Copy nothing from the entries below except the lines from the one containing "self.kinds.contains(&kind)" through the one containing "if self.transaction.timeout_ms == Some(0)", and copy those exactly.

[Stored data entries]
# # # #
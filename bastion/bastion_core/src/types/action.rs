//! Operation vocabularies.
//!
//! Three related but distinct sets of names are used by the engine:
//! the top-level CRUD contract, the policy operations guards are keyed
//! by, and the nested-write actions a mutation payload can contain.

use serde::{Deserialize, Serialize};
use std::fmt;

/// A top-level operation of the CRUD contract.
#[derive(Debug, Clone, Copy, PartialEq, Eq, Hash, Serialize, Deserialize)]
#[serde(rename_all = "camelCase")]
pub enum CrudAction {
    FindUnique,
    FindUniqueOrThrow,
    FindFirst,
    FindFirstOrThrow,
    FindMany,
    Create,
    CreateMany,
    CreateManyAndReturn,
    Update,
    UpdateMany,
    Upsert,
    Delete,
    DeleteMany,
    Aggregate,
    GroupBy,
    Count,
}

impl CrudAction {
    /// Get the wire name of this action.
    pub fn as_str(&self) -> &'static str {
        match self {
            Self::FindUnique => "findUnique",
            Self::FindUniqueOrThrow => "findUniqueOrThrow",
            Self::FindFirst => "findFirst",
            Self::FindFirstOrThrow => "findFirstOrThrow",
            Self::FindMany => "findMany",
            Self::Create => "create",
            Self::CreateMany => "createMany",
            Self::CreateManyAndReturn => "createManyAndReturn",
            Self::Update => "update",
            Self::UpdateMany => "updateMany",
            Self::Upsert => "upsert",
            Self::Delete => "delete",
            Self::DeleteMany => "deleteMany",
            Self::Aggregate => "aggregate",
            Self::GroupBy => "groupBy",
            Self::Count => "count",
        }
    }

    /// Whether this action never mutates data.
    pub fn is_read(&self) -> bool {
        matches!(
            self,
            Self::FindUnique
                | Self::FindUniqueOrThrow
                | Self::FindFirst
                | Self::FindFirstOrThrow
                | Self::FindMany
                | Self::Aggregate
                | Self::GroupBy
                | Self::Count
        )
    }
}

impl fmt::Display for CrudAction {
    fn fmt(&self, f: &mut fmt::Formatter<'_>) -> fmt::Result {
        f.write_str(self.as_str())
    }
}

/// An operation that access-policy guards are defined for.
#[derive(Debug, Clone, Copy, PartialEq, Eq, Hash, PartialOrd, Ord, Serialize, Deserialize)]
#[serde(rename_all = "camelCase")]
pub enum PolicyOperation {
    Create,
    Read,
    Update,
    PostUpdate,
    Delete,
}

impl PolicyOperation {
    /// Get the name of this operation.
    pub fn as_str(&self) -> &'static str {
        match self {
            Self::Create => "create",
            Self::Read => "read",
            Self::Update => "update",
            Self::PostUpdate => "postUpdate",
            Self::Delete => "delete",
        }
    }
}

impl fmt::Display for PolicyOperation {
    fn fmt(&self, f: &mut fmt::Formatter<'_>) -> fmt::Result {
        f.write_str(self.as_str())
    }
}

/// An operation that can appear inside a nested mutation payload.
#[derive(Debug, Clone, Copy, PartialEq, Eq, Hash, Serialize, Deserialize)]
#[serde(rename_all = "camelCase")]
pub enum NestedWriteAction {
    Create,
    CreateMany,
    Connect,
    ConnectOrCreate,
    Disconnect,
    Set,
    Update,
    UpdateMany,
    Upsert,
    Delete,
    DeleteMany,
}

impl NestedWriteAction {
    /// All nested-write actions, in payload processing order.
    pub const ALL: [NestedWriteAction; 11] = [
        Self::Create,
        Self::CreateMany,
        Self::Connect,
        Self::ConnectOrCreate,
        Self::Disconnect,
        Self::Set,
        Self::Update,
        Self::UpdateMany,
        Self::Upsert,
        Self::Delete,
        Self::DeleteMany,
    ];

    /// The payload key this action is written under.
    pub fn as_str(&self) -> &'static str {
        match self {
            Self::Create => "create",
            Self::CreateMany => "createMany",
            Self::Connect => "connect",
            Self::ConnectOrCreate => "connectOrCreate",
            Self::Disconnect => "disconnect",
            Self::Set => "set",
            Self::Update => "update",
            Self::UpdateMany => "updateMany",
            Self::Upsert => "upsert",
            Self::Delete => "delete",
            Self::DeleteMany => "deleteMany",
        }
    }

    /// Parse a payload key.
    pub fn from_key(key: &str) -> Option<Self> {
        Self::ALL.iter().copied().find(|a| a.as_str() == key)
    }
}

impl fmt::Display for NestedWriteAction {
    fn fmt(&self, f: &mut fmt::Formatter<'_>) -> fmt::Result {
        f.write_str(self.as_str())
    }
}

#[cfg(test)]
mod tests {
    use super::*;

    #[test]
    fn test_nested_action_keys() {
        for action in NestedWriteAction::ALL {
            assert_eq!(NestedWriteAction::from_key(action.as_str()), Some(action));
        }
        assert_eq!(NestedWriteAction::from_key("where"), None);
    }

    #[test]
    fn test_serde_names() {
        let op: PolicyOperation = serde_json::from_str("\"postUpdate\"").unwrap();
        assert_eq!(op, PolicyOperation::PostUpdate);
        assert_eq!(
            serde_json::to_string(&CrudAction::CreateManyAndReturn).unwrap(),
            "\"createManyAndReturn\""
        );
        assert!(CrudAction::GroupBy.is_read());
        assert!(!CrudAction::Upsert.is_read());
    }
}
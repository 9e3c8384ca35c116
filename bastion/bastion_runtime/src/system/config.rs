//! Configuration for Bastion enhancements
//!
//! Handles loading and validating the options of an enhanced client.

use std::path::Path;

use anyhow::{Context, Result};
use bastion_core::utils::logging::LogLevel;
use bastion_core::TransactionOptions;
use serde::{Deserialize, Serialize};
use std::fmt;
use thiserror::Error;
use tokio::fs;
use tracing::{info, warn};

/// Errors that can occur in configuration
#[derive(Debug, Error)]
pub enum ConfigError {
    #[error("Unsupported configuration format: {0}")]
    UnsupportedFormat(String),

    #[error("Invalid configuration: {0}")]
    Invalid(String),
}

/// An enhancement layer that can be stacked on a client.
#[derive(Debug, Clone, Copy, PartialEq, Eq, Hash, Serialize, Deserialize)]
#[serde(rename_all = "lowercase")]
pub enum EnhancementKind {
    /// Row-level access policies
    Policy,
    /// Table-per-type model hierarchies
    Delegate,
}

impl fmt::Display for EnhancementKind {
    fn fmt(&self, f: &mut fmt::Formatter<'_>) -> fmt::Result {
        match self {
            EnhancementKind::Policy => f.write_str("policy"),
            EnhancementKind::Delegate => f.write_str("delegate"),
        }
    }
}

/// Logging configuration
#[derive(Debug, Clone, PartialEq, Eq, Serialize, Deserialize)]
pub struct LoggingConfig {
    /// Default level, used when `RUST_LOG` is not set
    #[serde(default)]
    pub level: LogLevel,

    /// Whether to color the output
    #[serde(default = "default_ansi")]
    pub ansi: bool,
}

fn default_ansi() -> bool {
    true
}

impl Default for LoggingConfig {
    fn default() -> Self {
        Self {
            level: LogLevel::default(),
            ansi: default_ansi(),
        }
    }
}

/// Configuration of an enhanced client
#[derive(Debug, Clone, PartialEq, Serialize, Deserialize)]
pub struct EnhancementConfig {
    /// Enabled enhancements
    #[serde(default = "default_kinds")]
    pub kinds: Vec<EnhancementKind>,

    /// Options of the transactions the layers open
    #[serde(default)]
    pub transaction: TransactionOptions,

    /// Logging configuration
    #[serde(default)]
    pub logging: LoggingConfig,

    /// Whether each layer logs the queries it sends below
    #[serde(default)]
    pub log_queries: bool,
}

fn default_kinds() -> Vec<EnhancementKind> {
    vec![EnhancementKind::Policy, EnhancementKind::Delegate]
}

impl Default for EnhancementConfig {
    fn default() -> Self {
        Self {
            kinds: default_kinds(),
            transaction: TransactionOptions::default(),
            logging: LoggingConfig::default(),
            log_queries: false,
        }
    }
}

impl EnhancementConfig {
    /// Load configuration from a JSON or TOML file
    pub async fn load(path: Option<&str>) -> Result<Self> {
        let mut config = EnhancementConfig::default();

        if let Some(path) = path {
            info!("Loading configuration from {}", path);

            if !Path::new(path).exists() {
                warn!("Configuration file not found: {}", path);
                return Ok(config);
            }

            let content = fs::read_to_string(path)
                .await
                .context(format!("Failed to read configuration file: {}", path))?;

            let extension = Path::new(path)
                .extension()
                .and_then(|e| e.to_str())
                .unwrap_or("json")
                .to_lowercase();
            config = match extension.as_str() {
                "toml" => toml::from_str(&content)
                    .context(format!("Failed to parse configuration file: {}", path))?,
                "json" => serde_json::from_str(&content)
                    .context(format!("Failed to parse configuration file: {}", path))?,
                other => return Err(ConfigError::UnsupportedFormat(other.to_string()).into()),
            };
        } else {
            info!("No configuration file specified, using defaults");
        }

        config.validate()?;

        Ok(config)
    }

    /// Whether an enhancement is enabled
    pub fn enables(&self, kind: EnhancementKind) -> bool {
        self.kinds.contains(&kind)
    }

    /// Validate the configuration
    pub fn validate(&self) -> Result<()> {
        for (i, kind) in self.kinds.iter().enumerate() {
            if self.kinds[..i].contains(kind) {
                return Err(ConfigError::Invalid(format!("Enhancement {} is listed twice", kind)).into());
            }
        }

        if self.transaction.timeout_ms == Some(0) {
            return Err(ConfigError::Invalid("Transaction timeout cannot be zero".to_string()).into());
        }
        if self.transaction.max_wait_ms == Some(0) {
            return Err(ConfigError::Invalid("Transaction max wait cannot be zero".to_string()).into());
        }
        if let (Some(timeout), Some(max_wait)) = (self.transaction.timeout_ms, self.transaction.max_wait_ms) {
            if max_wait > timeout {
                warn!(
                    "Transaction max wait ({} ms) exceeds its timeout ({} ms)",
                    max_wait, timeout
                );
            }
        }

        if self.kinds.is_empty() {
            warn!("No enhancement is enabled, clients will pass calls through unchanged");
        }

        Ok(())
    }

    /// Merge with another configuration
    pub fn merge(&mut self, other: EnhancementConfig) {
        if !other.kinds.is_empty() {
            self.kinds = other.kinds;
        }

        if other.transaction.isolation_level.is_some() {
            self.transaction.isolation_level = other.transaction.isolation_level;
        }
        if other.transaction.max_wait_ms.is_some() {
            self.transaction.max_wait_ms = other.transaction.max_wait_ms;
        }
        if other.transaction.timeout_ms.is_some() {
            self.transaction.timeout_ms = other.transaction.timeout_ms;
        }

        if other.logging != LoggingConfig::default() {
            self.logging = other.logging;
        }

        if other.log_queries {
            self.log_queries = true;
        }
    }
}

#[cfg(test)]
mod tests {
    use super::*;
    use bastion_core::types::IsolationLevel;
    use tempfile::{Builder, NamedTempFile};

    #[tokio::test]
    async fn test_load_json_config() {
        let file = NamedTempFile::new().unwrap();
        let path = file.path().to_str().unwrap();

        let config_json = r#"
        {
            "kinds": ["policy"],
            "transaction": { "isolationLevel": "Serializable", "timeoutMs": 5000 },
            "logging": { "level": "debug" },
            "log_queries": true
        }
        "#;
        fs::write(path, config_json).await.unwrap();

        let config = EnhancementConfig::load(Some(path)).await.unwrap();

        assert_eq!(config.kinds, vec![EnhancementKind::Policy]);
        assert!(!config.enables(EnhancementKind::Delegate));
        assert_eq!(config.transaction.isolation_level, Some(IsolationLevel::Serializable));
        assert_eq!(config.transaction.timeout_ms, Some(5000));
        assert_eq!(config.transaction.max_wait_ms, None);
        assert_eq!(config.logging.level, LogLevel::Debug);
        assert!(config.logging.ansi);
        assert!(config.log_queries);
    }

    #[tokio::test]
    async fn test_load_toml_config() {
        let file = Builder::new().suffix(".toml").tempfile().unwrap();
        let path = file.path().to_str().unwrap();

        let config_toml = r#"
kinds = ["delegate"]
log_queries = false

[transaction]
maxWaitMs = 200

[logging]
level = "warning"
ansi = false
"#;
        fs::write(path, config_toml).await.unwrap();

        let config = EnhancementConfig::load(Some(path)).await.unwrap();

        assert_eq!(config.kinds, vec![EnhancementKind::Delegate]);
        assert_eq!(config.transaction.max_wait_ms, Some(200));
        assert_eq!(config.logging.level, LogLevel::Warn);
        assert!(!config.logging.ansi);
    }

    #[tokio::test]
    async fn test_default_config() {
        let config = EnhancementConfig::load(None).await.unwrap();
        assert_eq!(config, EnhancementConfig::default());
        assert!(config.enables(EnhancementKind::Policy));
        assert!(config.enables(EnhancementKind::Delegate));

        let missing = EnhancementConfig::load(Some("/nonexistent/bastion.toml")).await.unwrap();
        assert_eq!(missing, EnhancementConfig::default());
    }

    #[tokio::test]
    async fn test_invalid_config() {
        let file = NamedTempFile::new().unwrap();
        let path = file.path().to_str().unwrap();
        fs::write(path, r#"{ "kinds": ["policy", "policy"] }"#).await.unwrap();
        assert!(EnhancementConfig::load(Some(path)).await.is_err());

        fs::write(path, r#"{ "transaction": { "timeoutMs": 0 } }"#).await.unwrap();
        assert!(EnhancementConfig::load(Some(path)).await.is_err());

        fs::write(path, "not json").await.unwrap();
        let err = EnhancementConfig::load(Some(path)).await.unwrap_err();
        assert!(err.to_string().contains("Failed to parse configuration file"));

        let yaml = Builder::new().suffix(".yaml").tempfile().unwrap();
        let yaml_path = yaml.path().to_str().unwrap();
        fs::write(yaml_path, "kinds: []").await.unwrap();
        assert!(EnhancementConfig::load(Some(yaml_path)).await.is_err());
    }

    #[test]
    fn test_merge_config() {
        let mut base = EnhancementConfig::default();
        base.transaction.max_wait_ms = Some(100);

        let mut override_config = EnhancementConfig::default();
        override_config.kinds = vec![EnhancementKind::Delegate];
        override_config.transaction.timeout_ms = Some(3000);
        override_config.logging.level = LogLevel::Trace;
        override_config.log_queries = true;

        base.merge(override_config);

        assert_eq!(base.kinds, vec![EnhancementKind::Delegate]);
        assert_eq!(base.transaction.max_wait_ms, Some(100));
        assert_eq!(base.transaction.timeout_ms, Some(3000));
        assert_eq!(base.logging.level, LogLevel::Trace);
        assert!(base.log_queries);
    }
}
impl DelegateHandler {
    fn relocate_filter(&self, args: Value) -> Value {
        let Value::Object(mut map) = args else {
            return args;
        };
        if let Some(filter) = map.remove("where") {
            map.insert(
                "where".to_string(),
                inject_where_hierarchy(&self.meta, &self.model, &filter),
            );
        }
        Value::Object(map)
    }
}
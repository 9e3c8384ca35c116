//! System support for enhanced clients
//!
//! This module provides configuration loading and logging initialisation.

pub mod config;
pub mod logging;

// Re-export key types for convenience
pub use config::{EnhancementConfig, EnhancementKind, LoggingConfig};
pub use logging::init_logging;
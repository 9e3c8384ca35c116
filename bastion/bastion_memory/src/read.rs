//! Row selection, ordering and projection.

use crate::filter::View;
use crate::state::{ensure_physical, is_physical, query_field, sort_order, Row};
use bastion_core::error::{Result, StorageError};
use bastion_core::meta::FieldInfo;
use bastion_core::query::{enumerate, is_requested};
use serde_json::{json, Map, Value};
use std::cmp::Ordering;

fn invalid(detail: String) -> bastion_core::Error {
    StorageError::InvalidQuery(detail).into()
}

/// One sort key: the value and whether it sorts descending.
type SortKey = Vec<(Value, bool)>;

impl<'a> View<'a> {
    /// Rows of `model` selected by `where`, `orderBy`, `cursor`, `skip` and `take`.
    pub fn select_rows(&self, model: &str, args: &Value) -> Result<Vec<u64>> {
        let filter = args.get("where").unwrap_or(&Value::Null);
        let keys = self.find(model, filter)?;
        self.paginate(model, keys, args)
    }

    /// Apply ordering and pagination to an already filtered key list.
    pub fn paginate(&self, model: &str, mut keys: Vec<u64>, args: &Value) -> Result<Vec<u64>> {
        if let Some(order_by) = args.get("orderBy") {
            self.order(model, &mut keys, order_by)?;
        }

        if let Some(cursor) = args.get("cursor").filter(|c| c.is_object()) {
            let mut start = None;
            for (i, key) in keys.iter().enumerate() {
                if let Some(row) = self.row(model, *key) {
                    if self.matches(model, row, cursor)? {
                        start = Some(i);
                        break;
                    }
                }
            }
            keys = match start {
                Some(i) => keys.split_off(i),
                None => Vec::new(),
            };
        }

        let skip = args.get("skip").and_then(Value::as_u64).unwrap_or(0) as usize;
        let keys: Vec<u64> = keys.into_iter().skip(skip).collect();

        match args.get("take").and_then(Value::as_i64) {
            Some(take) if take >= 0 => Ok(keys.into_iter().take(take as usize).collect()),
            Some(take) => {
                let n = take.unsigned_abs() as usize;
                let start = keys.len().saturating_sub(n);
                Ok(keys[start..].to_vec())
            }
            None => Ok(keys),
        }
    }

    fn order(&self, model: &str, keys: &mut Vec<u64>, order_by: &Value) -> Result<()> {
        let mut decorated: Vec<(u64, SortKey)> = Vec::with_capacity(keys.len());
        for key in keys.iter() {
            let Some(row) = self.row(model, *key) else {
                continue;
            };
            let mut sort_key = Vec::new();
            for spec in enumerate(order_by) {
                self.sort_key(model, row, spec, &mut sort_key)?;
            }
            decorated.push((*key, sort_key));
        }
        decorated.sort_by(|(_, a), (_, b)| {
            for ((va, desc), (vb, _)) in a.iter().zip(b.iter()) {
                let ord = sort_order(va, vb);
                let ord = if *desc { ord.reverse() } else { ord };
                if ord != Ordering::Equal {
                    return ord;
                }
            }
            Ordering::Equal
        });
        *keys = decorated.into_iter().map(|(k, _)| k).collect();
        Ok(())
    }

    fn sort_key(&self, model: &str, row: &Row, spec: &Value, out: &mut SortKey) -> Result<()> {
        let Some(spec) = spec.as_object() else {
            return Err(invalid(format!("invalid orderBy for {}", model)));
        };
        for (name, direction) in spec {
            let field = query_field(self.meta, model, name)?;
            if field.is_data_model {
                let related = self.related(model, row, field)?;
                if field.is_array {
                    // Only `{ _count: dir }` is meaningful for to-many relations
                    let dir = direction.get("_count").unwrap_or(&Value::Null);
                    out.push((json!(related.len()), is_desc(dir)));
                } else {
                    match related.first().and_then(|k| self.row(&field.field_type, *k)) {
                        Some(target_row) => {
                            self.sort_key(&field.field_type, target_row, direction, out)?
                        }
                        None => {
                            let width = direction.as_object().map(Map::len).unwrap_or(1);
                            for _ in 0..width {
                                out.push((Value::Null, false));
                            }
                        }
                    }
                }
            } else {
                ensure_physical(model, field)?;
                let dir = direction.get("sort").unwrap_or(direction);
                out.push((row.get(name).cloned().unwrap_or(Value::Null), is_desc(dir)));
            }
        }
        Ok(())
    }

    /// Shape a row according to `select`/`include`.
    pub fn project(&self, model: &str, key: u64, args: &Value) -> Result<Value> {
        let row = self
            .row(model, key)
            .ok_or_else(|| invalid(format!("row of {} vanished during projection", model)))?;
        let info = self.meta.require_model(model)?;
        let mut out = Map::new();

        if let Some(select) = args.get("select").and_then(Value::as_object) {
            for (name, spec) in select {
                if !is_requested(spec) {
                    continue;
                }
                if name == "_count" {
                    out.insert(name.clone(), self.count_relations(model, row, spec)?);
                    continue;
                }
                let field = query_field(self.meta, model, name)?;
                if field.is_data_model {
                    out.insert(name.clone(), self.project_relation(model, row, field, spec)?);
                } else {
                    ensure_physical(model, field)?;
                    out.insert(name.clone(), row.get(name).cloned().unwrap_or(Value::Null));
                }
            }
            return Ok(Value::Object(out));
        }

        for field in info.fields.values().filter(|f| is_physical(f)) {
            out.insert(
                field.name.clone(),
                row.get(&field.name).cloned().unwrap_or(Value::Null),
            );
        }
        if let Some(include) = args.get("include").and_then(Value::as_object) {
            for (name, spec) in include {
                if !is_requested(spec) {
                    continue;
                }
                if name == "_count" {
                    out.insert(name.clone(), self.count_relations(model, row, spec)?);
                    continue;
                }
                let field = query_field(self.meta, model, name)?;
                if !field.is_data_model {
                    return Err(invalid(format!(
                        "include of scalar field {}.{}",
                        model, name
                    )));
                }
                out.insert(name.clone(), self.project_relation(model, row, field, spec)?);
            }
        }
        Ok(Value::Object(out))
    }

    fn project_relation(&self, model: &str, row: &Row, field: &FieldInfo, spec: &Value) -> Result<Value> {
        let related = self.related(model, row, field)?;
        let target = &field.field_type;
        let empty = json!({});
        let sub_args = if spec.is_object() { spec } else { &empty };

        if field.is_array {
            let filter = sub_args.get("where").unwrap_or(&Value::Null);
            let mut keys = Vec::new();
            for key in related {
                if let Some(r) = self.row(target, key) {
                    if self.matches(target, r, filter)? {
                        keys.push(key);
                    }
                }
            }
            let keys = self.paginate(target, keys, sub_args)?;
            let mut items = Vec::with_capacity(keys.len());
            for key in keys {
                items.push(self.project(target, key, sub_args)?);
            }
            return Ok(Value::Array(items));
        }

        match related.first() {
            Some(key) => self.project(target, *key, sub_args),
            None => Ok(Value::Null),
        }
    }

    fn count_relations(&self, model: &str, row: &Row, spec: &Value) -> Result<Value> {
        let info = self.meta.require_model(model)?;
        let mut out = Map::new();
        let requested: Vec<(String, Value)> = match spec.get("select").and_then(Value::as_object) {
            Some(select) => select
                .iter()
                .filter(|(_, v)| is_requested(v))
                .map(|(k, v)| (k.clone(), v.clone()))
                .collect(),
            None => info
                .fields
                .values()
                .filter(|f| f.is_to_many())
                .map(|f| (f.name.clone(), Value::Bool(true)))
                .collect(),
        };
        for (name, options) in requested {
            let field = query_field(self.meta, model, &name)?;
            if !field.is_to_many() {
                return Err(invalid(format!("_count of non to-many field {}.{}", model, name)));
            }
            let filter = options.get("where").unwrap_or(&Value::Null);
            let mut count = 0u64;
            for key in self.related(model, row, field)? {
                if let Some(r) = self.row(&field.field_type, key) {
                    if self.matches(&field.field_type, r, filter)? {
                        count += 1;
                    }
                }
            }
            out.insert(name, json!(count));
        }
        Ok(Value::Object(out))
    }
}

fn is_desc(direction: &Value) -> bool {
    direction.as_str() == Some("desc")
}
# # # #
**Result for this task:**
        self.kinds.contains(&kind)
    }

    /// Validate the configuration
    pub fn validate(&self) -> Result<()> {
        for (i, kind) in self.kinds.iter().enumerate() {
            if self.kinds[..i].contains(kind) {
                return Err(ConfigError::Invalid(format!("Enhancement {} is listed twice", kind)).into());
            }
        }

        if self.transaction.timeout_ms == Some(0) {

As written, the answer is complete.